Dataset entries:
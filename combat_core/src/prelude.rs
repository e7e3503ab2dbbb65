//! Prelude module for convenient imports
//!
//! ```rust
//! use combat_core::prelude::*;
//! ```

// Attributes
pub use crate::attribute::{ids, AttributeModifier, AttributeSet, AttributeView, ModifierOperation, ScalarAttributes, Tick};

// Context
pub use crate::context::{DamageCategory, DamageCause, DamageContext};

// Entities
pub use crate::entity::{CombatEntity, Combatant, DamageApplication, EntityClassification, RecordingHost};

// Combat
pub use crate::combat::{CombatEngine, CombatOutcome, DamageEvent, Indicator};

// Config
pub use crate::config::{default_config, CombatConfig, ConfigError};
//! LifeSteal - Heal the attacker for a share of the damage dealt
//!
//! `heal = final_damage * lifesteal / 100`, new health clamped to max health.

use crate::attribute::ids;
use crate::entity::{Combatant, DamageApplication};
use serde::{Deserialize, Serialize};

#[derive(Debug, Clone, Copy, PartialEq, Serialize, Deserialize)]
pub struct LifeStealOutcome {
    /// Heal before clamping
    pub heal: f64,
    /// Health actually gained
    pub healed: f64,
    pub new_health: f64,
}

/// Raw heal amount, `None` if lifesteal does not trigger
pub fn lifesteal_heal(final_damage: f64, lifesteal_percent: f64) -> Option<f64> {
    if lifesteal_percent <= 0.0 || final_damage <= 0.0 {
        return None;
    }
    Some(final_damage * lifesteal_percent / 100.0)
}

/// Heal the attacker through the host and sync their health
///
/// Health already above max (overheal from elsewhere) is left alone.
pub fn apply_lifesteal(
    attacker: &dyn Combatant,
    final_damage: f64,
    host: &mut dyn DamageApplication,
) -> Option<LifeStealOutcome> {
    let heal = lifesteal_heal(final_damage, attacker.attributes().value(ids::LIFESTEAL))?;

    let current = attacker.health();
    let new_health = (current + heal).min(attacker.max_health()).max(current);
    host.set_health(attacker.id(), new_health);

    Some(LifeStealOutcome {
        heal,
        healed: new_health - current,
        new_health,
    })
}
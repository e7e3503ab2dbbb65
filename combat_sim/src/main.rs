//! combat_sim - Headless duel runner for the combat engine
//!
//! Loads a combat config and a duel scenario, resolves every scripted hit with
//! a seeded RNG and prints the totals.

mod scenario;
mod simulation;

use anyhow::{Context, Result};
use clap::Parser;
use combat_core::config::{default_config, load_combat_config};
use combat_core::CombatEngine;
use rand::SeedableRng;
use rand_chacha::ChaCha8Rng;
use scenario::Scenario;
use simulation::DuelSimulation;
use std::path::PathBuf;

/// Run a duel scenario through the combat engine
#[derive(Parser)]
#[command(name = "combat_sim")]
#[command(about = "Headless duel simulator for the combat engine", long_about = None)]
#[command(version)]
struct Cli {
    /// Combat config TOML (defaults to the bundled config)
    #[arg(short, long)]
    config: Option<PathBuf>,

    /// Duel scenario TOML
    #[arg(short, long, default_value = "combat_sim/scenarios/duel.toml")]
    scenario: PathBuf,

    /// RNG seed (random if omitted)
    #[arg(long)]
    seed: Option<u64>,

    /// Override the scenario's hit count
    #[arg(long)]
    hits: Option<u32>,

    /// Print the report as JSON, including per-hit outcomes
    #[arg(long)]
    json: bool,
}

fn main() -> Result<()> {
    tracing_subscriber::fmt()
        .with_env_filter(
            tracing_subscriber::EnvFilter::from_default_env()
                .add_directive(tracing::Level::INFO.into()),
        )
        .init();

    let cli = Cli::parse();

    let config = match &cli.config {
        Some(path) => load_combat_config(path)
            .with_context(|| format!("loading combat config from {}", path.display()))?,
        None => default_config(),
    };
    let mut engine = CombatEngine::new(config).context("combat config failed validation")?;

    let mut scenario = Scenario::load(&cli.scenario)
        .with_context(|| format!("loading scenario from {}", cli.scenario.display()))?;
    if let Some(hits) = cli.hits {
        scenario.attack.hits = hits;
    }

    let seed = cli.seed.unwrap_or_else(rand::random);
    let mut rng = ChaCha8Rng::seed_from_u64(seed);
    tracing::info!(scenario = %scenario.name, seed, hits = scenario.attack.hits, "starting duel");

    let report = DuelSimulation::run(&mut engine, &scenario, cli.json, &mut rng);

    if cli.json {
        println!("{}", serde_json::to_string_pretty(&report)?);
    } else {
        println!("{}", report.summary());
    }

    Ok(())
}
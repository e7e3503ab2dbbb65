//! Damage resolution - Run one damage event through the full pipeline

use super::result::{CombatOutcome, Indicator};
use crate::attribute::AttributeView;
use crate::config::{CombatConfig, ConfigError};
use crate::context::{DamageCause, DamageContext};
use crate::damage::{
    self, CalculationInput, DamageKind, DamageResult, ElementalBreakdown, ElementalCalculator,
};
use crate::defense::{apply_block, check_avoidance, MitigationHandler, MitigationInput};
use crate::effects::{apply_lifesteal, apply_thorns};
use crate::entity::{Combatant, DamageApplication};
use rand::Rng;

/// One incoming hit as reported by the host
#[derive(Clone, Copy)]
pub struct DamageEvent<'a> {
    /// `None` for environmental damage with no living attacker
    pub attacker: Option<&'a dyn Combatant>,
    pub victim: &'a dyn Combatant,
    /// Damage the host reported for the event
    pub base_damage: f64,
    pub context: &'a DamageContext,
}

impl<'a> DamageEvent<'a> {
    pub fn new(
        attacker: Option<&'a dyn Combatant>,
        victim: &'a dyn Combatant,
        base_damage: f64,
        context: &'a DamageContext,
    ) -> Self {
        DamageEvent {
            attacker,
            victim,
            base_damage,
            context,
        }
    }

    pub fn cause(&self) -> DamageCause {
        self.context.cause()
    }

    fn attacker_attributes(&self) -> Option<&'a dyn AttributeView> {
        self.attacker.map(|a| a.attributes())
    }

    /// The attacker, if this hit is one the calculators handle
    ///
    /// Environmental and true damage with a source (thorns reflections,
    /// host-scripted damage) passes through without avoidance, elemental
    /// damage or lifesteal.
    pub fn striker(&self) -> Option<&'a dyn Combatant> {
        self.attacker
            .filter(|_| !DamageKind::for_context(self.context).is_empty())
    }
}

/// The damage-resolution engine
///
/// Holds the active config and the element-name memo. Config swaps happen
/// through [`CombatEngine::reload`], between events.
#[derive(Debug, Clone, Default)]
pub struct CombatEngine {
    config: CombatConfig,
    elemental: ElementalCalculator,
}

impl CombatEngine {
    pub fn new(config: CombatConfig) -> Result<Self, ConfigError> {
        config.validate()?;
        Ok(CombatEngine {
            config,
            elemental: ElementalCalculator::new(),
        })
    }

    pub fn config(&self) -> &CombatConfig {
        &self.config
    }

    /// Swap in a new config. An invalid config leaves the current one active
    pub fn reload(&mut self, config: CombatConfig) -> Result<(), ConfigError> {
        if let Err(err) = config.validate() {
            tracing::warn!(error = %err, "rejected combat config reload");
            return Err(err);
        }
        self.config = config;
        Ok(())
    }

    /// Resolve a damage event with the thread-local RNG
    pub fn resolve(&mut self, event: &DamageEvent<'_>, host: &mut dyn DamageApplication) -> CombatOutcome {
        let mut rng = rand::thread_rng();
        self.resolve_with_rng(event, host, &mut rng)
    }

    /// Resolve a damage event with a provided RNG (for deterministic testing)
    ///
    /// 1. Dodge, then parry (either cancels the hit)
    /// 2. Physical / magical calculators
    /// 3. Block on the calculated damage
    /// 4. Elemental components, self-mitigated
    /// 5. Mitigation handler on the calculated damage
    /// 6. Lifesteal, then thorns, on the final damage
    ///
    /// Steps 1, 3, 4 and 6 only run for hits with a [`DamageEvent::striker`].
    pub fn resolve_with_rng(
        &mut self,
        event: &DamageEvent<'_>,
        host: &mut dyn DamageApplication,
        rng: &mut impl Rng,
    ) -> CombatOutcome {
        let ctx = event.context;
        let victim = event.victim;
        let attacker_attrs = event.attacker_attributes();
        let striker = event.striker();
        let contested = striker.is_some() && !ctx.is_global();

        // Step 1: avoidance
        if contested {
            if let Some(avoidance) = check_avoidance(victim.attributes(), attacker_attrs, rng) {
                tracing::debug!(
                    victim = victim.id(),
                    avoidance = avoidance.label(),
                    "hit avoided"
                );
                return CombatOutcome::avoided(avoidance);
            }
        }

        let mut outcome = CombatOutcome::default();

        // Step 2: calculators
        let calculated = striker
            .and_then(|attacker| {
                let input =
                    CalculationInput::new(attacker.attributes(), victim, ctx, event.base_damage);
                damage::calculate(&input, &self.config, rng)
            })
            .unwrap_or_else(|| passthrough(event));

        if calculated.is_critical {
            tracing::debug!(victim = victim.id(), amount = calculated.amount, "critical hit");
            outcome.indicators.push(Indicator::Critical);
        }

        // Step 3: block
        let mut direct = calculated.amount;
        if contested {
            let block = apply_block(victim.attributes(), direct, rng);
            if block.blocked {
                outcome.blocked_amount = block.reduced_by(direct);
                outcome.indicators.push(Indicator::Block);
                tracing::debug!(
                    victim = victim.id(),
                    blocked = outcome.blocked_amount,
                    "hit blocked"
                );
                direct = block.damage;
            }
        }

        // Step 4: elemental
        let attacker_level = event.attacker.map(|a| a.level()).unwrap_or(0);
        let divisor = self.config.defense_divisor(attacker_level);
        outcome.elemental = match striker {
            Some(attacker) => self.elemental.calculate(
                attacker.attributes(),
                victim,
                ctx,
                &self.config.elemental,
                divisor,
            ),
            None => ElementalBreakdown::default(),
        };

        // Step 5: mitigation
        let handler = MitigationHandler::new(&self.config.mitigation);
        outcome.mitigation = handler.breakdown(MitigationInput {
            damage: direct,
            victim: victim.attributes(),
            attacker: attacker_attrs,
            attacker_level,
            attacker_is_player: event.attacker.map(|a| a.is_player()).unwrap_or(false),
            context: ctx,
        });

        outcome.final_damage = outcome.mitigation.final_damage + outcome.elemental.total;

        outcome.tags = calculated.tags.clone();
        if outcome.elemental.has_damage() {
            outcome.tags.push("Elemental".to_string());
        }
        outcome.calculated = calculated;

        tracing::debug!(
            victim = victim.id(),
            cause = ?ctx.cause(),
            final_damage = outcome.final_damage,
            "damage resolved"
        );

        // Step 6: post-damage effects
        if let Some(attacker) = striker {
            outcome.lifesteal = apply_lifesteal(attacker, outcome.final_damage, host);
            outcome.reflected = apply_thorns(
                ctx,
                victim,
                attacker,
                outcome.physical_damage(),
                outcome.elemental.total,
                host,
            );
        }

        outcome
    }
}

/// Host damage carried through unchanged when no calculator applies
fn passthrough(event: &DamageEvent<'_>) -> DamageResult {
    let mut result = DamageResult::new(event.base_damage);
    for category in event.context.categories() {
        result.add_tag(category.label());
    }
    result
}
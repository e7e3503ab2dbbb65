//! combat_core - Damage resolution engine for combat between entities
//!
//! This library provides:
//! - AttributeSet: Per-entity attribute storage with timed modifiers
//! - DamageContext: Cause and category classification of a hit
//! - Damage calculators: Physical (with crits), magical and elemental damage
//! - Defense: Dodge, parry, block and the capped defense curve
//! - CombatEngine: The full pipeline from damage event to final damage

pub mod attribute;
pub mod combat;
pub mod config;
pub mod context;
pub mod damage;
pub mod defense;
pub mod effects;
pub mod entity;
pub mod prelude;

// Re-export core types for convenience
pub use attribute::{AttributeModifier, AttributeSet, AttributeView, ModifierOperation, ScalarAttributes};
pub use combat::{CombatEngine, CombatOutcome, DamageEvent, Indicator};
pub use config::{default_config, CombatConfig, ConfigError};
pub use context::{DamageCategory, DamageCause, DamageContext};
pub use damage::{DamageResult, ElementalBreakdown};
pub use defense::{Avoidance, MitigationBreakdown};
pub use entity::{CombatEntity, Combatant, DamageApplication, EntityClassification, RecordingHost};
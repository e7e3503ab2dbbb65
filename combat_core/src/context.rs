//! DamageContext - Category tags for a single damage event
//!
//! The context decides which calculators run and which reduction and
//! mitigation paths apply. A context always holds at least one category.

use serde::{Deserialize, Serialize};
use std::collections::BTreeSet;

/// What triggered a damage event
#[derive(Debug, Clone, Copy, PartialEq, Eq, Hash, Serialize, Deserialize)]
#[serde(rename_all = "snake_case")]
pub enum DamageCause {
    // Entity-caused
    Melee,
    SweepAttack,
    Projectile,
    Spell,
    // Environment, physical
    Fall,
    Contact,
    Suffocation,
    Drowning,
    Explosion,
    FallingBlock,
    FlyIntoWall,
    Thorns,
    // Environment, magical
    Fire,
    Lava,
    Lightning,
    Poison,
    Wither,
    Freeze,
    // Unmitigated
    Void,
    Starvation,
    Kill,
    Custom,
}

impl DamageCause {
    /// Environmental causes mitigated by magic resistance rather than defense
    pub fn is_magical_environment(&self) -> bool {
        matches!(
            self,
            DamageCause::Fire
                | DamageCause::Lava
                | DamageCause::Lightning
                | DamageCause::Poison
                | DamageCause::Wither
                | DamageCause::Freeze
        )
    }
}

/// Damage category tag
#[derive(Debug, Clone, Copy, PartialEq, Eq, PartialOrd, Ord, Hash, Serialize, Deserialize)]
#[serde(rename_all = "snake_case")]
pub enum DamageCategory {
    Physical,
    Magical,
    Projectile,
    Environmental,
    /// True damage: skips all defense-based mitigation
    Global,
}

impl DamageCategory {
    pub fn label(&self) -> &'static str {
        match self {
            DamageCategory::Physical => "Physical",
            DamageCategory::Magical => "Magical",
            DamageCategory::Projectile => "Projectile",
            DamageCategory::Environmental => "Environmental",
            DamageCategory::Global => "Global",
        }
    }
}

/// Immutable classification of one damage event
#[derive(Debug, Clone, PartialEq, Eq, Serialize, Deserialize)]
pub struct DamageContext {
    cause: DamageCause,
    categories: BTreeSet<DamageCategory>,
}

impl DamageContext {
    /// Classify an event from its cause
    pub fn from_cause(cause: DamageCause) -> Self {
        let categories: &[DamageCategory] = match cause {
            DamageCause::Melee | DamageCause::SweepAttack => &[DamageCategory::Physical],
            DamageCause::Projectile => &[DamageCategory::Physical, DamageCategory::Projectile],
            DamageCause::Spell => &[DamageCategory::Magical],
            DamageCause::Void | DamageCause::Starvation | DamageCause::Kill | DamageCause::Custom => {
                &[DamageCategory::Global]
            }
            _ => &[DamageCategory::Environmental],
        };

        DamageContext {
            cause,
            categories: categories.iter().copied().collect(),
        }
    }

    /// Build a context with explicit categories (custom skills, hybrid hits)
    ///
    /// An empty category list falls back to the cause's default classification.
    pub fn with_categories<I>(cause: DamageCause, categories: I) -> Self
    where
        I: IntoIterator<Item = DamageCategory>,
    {
        let categories: BTreeSet<DamageCategory> = categories.into_iter().collect();
        if categories.is_empty() {
            return Self::from_cause(cause);
        }
        DamageContext { cause, categories }
    }

    pub fn cause(&self) -> DamageCause {
        self.cause
    }

    pub fn has(&self, category: DamageCategory) -> bool {
        self.categories.contains(&category)
    }

    pub fn categories(&self) -> impl Iterator<Item = DamageCategory> + '_ {
        self.categories.iter().copied()
    }

    pub fn is_global(&self) -> bool {
        self.has(DamageCategory::Global)
    }

    pub fn is_projectile(&self) -> bool {
        self.has(DamageCategory::Projectile)
    }

    /// Whether the defense / armor penetration path applies
    pub fn uses_physical_defense(&self) -> bool {
        self.has(DamageCategory::Physical)
            || self.has(DamageCategory::Projectile)
            || (self.has(DamageCategory::Environmental) && !self.cause.is_magical_environment())
    }

    /// Whether the magic resistance / magic penetration path applies
    pub fn uses_magic_resistance(&self) -> bool {
        self.has(DamageCategory::Magical)
            || (self.has(DamageCategory::Environmental) && self.cause.is_magical_environment())
    }
}

impl From<DamageCause> for DamageContext {
    fn from(cause: DamageCause) -> Self {
        DamageContext::from_cause(cause)
    }
}
//! Entity seams - What the engine needs to know about attackers and victims
//!
//! The host owns its entities. It exposes them to the engine through
//! [`Combatant`] and receives side effects (thorns, lifesteal) through
//! [`DamageApplication`].

use crate::attribute::{ids, AttributeSet, AttributeView};
use crate::context::DamageCause;
use serde::{Deserialize, Serialize};

/// Marker tag prefixes that carry an entity's element
pub const ELEMENT_TAG_PREFIXES: [&str; 2] = ["element_", "dummy_type_"];

/// Find the element named by the first marker tag with a known prefix
pub fn element_from_tags<S: AsRef<str>>(tags: &[S]) -> Option<String> {
    tags.iter().find_map(|tag| {
        let tag = tag.as_ref();
        ELEMENT_TAG_PREFIXES.iter().find_map(|prefix| {
            tag.strip_prefix(prefix)
                .filter(|rest| !rest.is_empty())
                .map(str::to_lowercase)
        })
    })
}

/// Classification queries the host answers about an entity
pub trait EntityClassification {
    fn is_player(&self) -> bool;

    fn is_undead(&self) -> bool {
        false
    }

    /// Scoreboard / marker tags on the entity
    fn tags(&self) -> &[String] {
        &[]
    }

    /// Best-effort element of the entity, if any
    fn element_tag(&self) -> Option<String> {
        element_from_tags(self.tags())
    }
}

/// A living entity taking part in combat
pub trait Combatant: EntityClassification {
    fn id(&self) -> &str;

    fn attributes(&self) -> &dyn AttributeView;

    /// Level used for level-scaled defense divisors
    fn level(&self) -> u32 {
        1
    }

    fn health(&self) -> f64;

    fn max_health(&self) -> f64 {
        self.attributes().value(ids::MAX_HEALTH)
    }
}

/// Host primitives for inflicting damage and changing health
pub trait DamageApplication {
    /// Deal damage to `target` through the host's normal damage path
    fn apply_damage(&mut self, target: &str, amount: f64, source: Option<&str>, cause: DamageCause);

    /// Set the current health of `target` and sync any health display
    fn set_health(&mut self, target: &str, health: f64);
}

/// Records side effects instead of applying them
#[derive(Debug, Clone, Default, PartialEq, Serialize, Deserialize)]
pub struct RecordingHost {
    pub damage_applied: Vec<AppliedDamage>,
    pub health_updates: Vec<(String, f64)>,
}

#[derive(Debug, Clone, PartialEq, Serialize, Deserialize)]
pub struct AppliedDamage {
    pub target: String,
    pub amount: f64,
    pub source: Option<String>,
    pub cause: DamageCause,
}

impl RecordingHost {
    pub fn new() -> Self {
        Self::default()
    }
}

impl DamageApplication for RecordingHost {
    fn apply_damage(&mut self, target: &str, amount: f64, source: Option<&str>, cause: DamageCause) {
        self.damage_applied.push(AppliedDamage {
            target: target.to_string(),
            amount,
            source: source.map(str::to_string),
            cause,
        });
    }

    fn set_health(&mut self, target: &str, health: f64) {
        self.health_updates.push((target.to_string(), health));
    }
}

/// A self-contained combatant backed by an [`AttributeSet`]
#[derive(Debug, Clone, Serialize, Deserialize)]
pub struct CombatEntity {
    pub id: String,
    #[serde(default)]
    pub attributes: AttributeSet,
    #[serde(default)]
    pub player: bool,
    #[serde(default)]
    pub undead: bool,
    #[serde(default)]
    pub tags: Vec<String>,
    #[serde(default = "default_level")]
    pub level: u32,
    pub health: f64,
}

fn default_level() -> u32 {
    1
}

impl CombatEntity {
    pub fn new(id: impl Into<String>, health: f64) -> Self {
        CombatEntity {
            id: id.into(),
            attributes: AttributeSet::new(),
            player: false,
            undead: false,
            tags: Vec::new(),
            level: 1,
            health,
        }
    }

    pub fn player(id: impl Into<String>, health: f64) -> Self {
        CombatEntity {
            player: true,
            ..Self::new(id, health)
        }
    }

    pub fn with_attribute(mut self, id: impl Into<String>, base: f64) -> Self {
        self.attributes.set_base(id, base);
        self
    }

    pub fn with_tag(mut self, tag: impl Into<String>) -> Self {
        self.tags.push(tag.into());
        self
    }

    pub fn with_level(mut self, level: u32) -> Self {
        self.level = level;
        self
    }

    pub fn undead(mut self) -> Self {
        self.undead = true;
        self
    }

    pub fn is_alive(&self) -> bool {
        self.health > 0.0
    }
}

impl EntityClassification for CombatEntity {
    fn is_player(&self) -> bool {
        self.player
    }

    fn is_undead(&self) -> bool {
        self.undead
    }

    fn tags(&self) -> &[String] {
        &self.tags
    }
}

impl Combatant for CombatEntity {
    fn id(&self) -> &str {
        &self.id
    }

    fn attributes(&self) -> &dyn AttributeView {
        &self.attributes
    }

    fn level(&self) -> u32 {
        self.level
    }

    fn health(&self) -> f64 {
        self.health
    }
}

PROBLEM → Scan the entries above and copy each line where "indicators" occurs.

FINAL ANSWER →
            outcome.indicators.push(Indicator::Critical);
                outcome.indicators.push(Indicator::Block);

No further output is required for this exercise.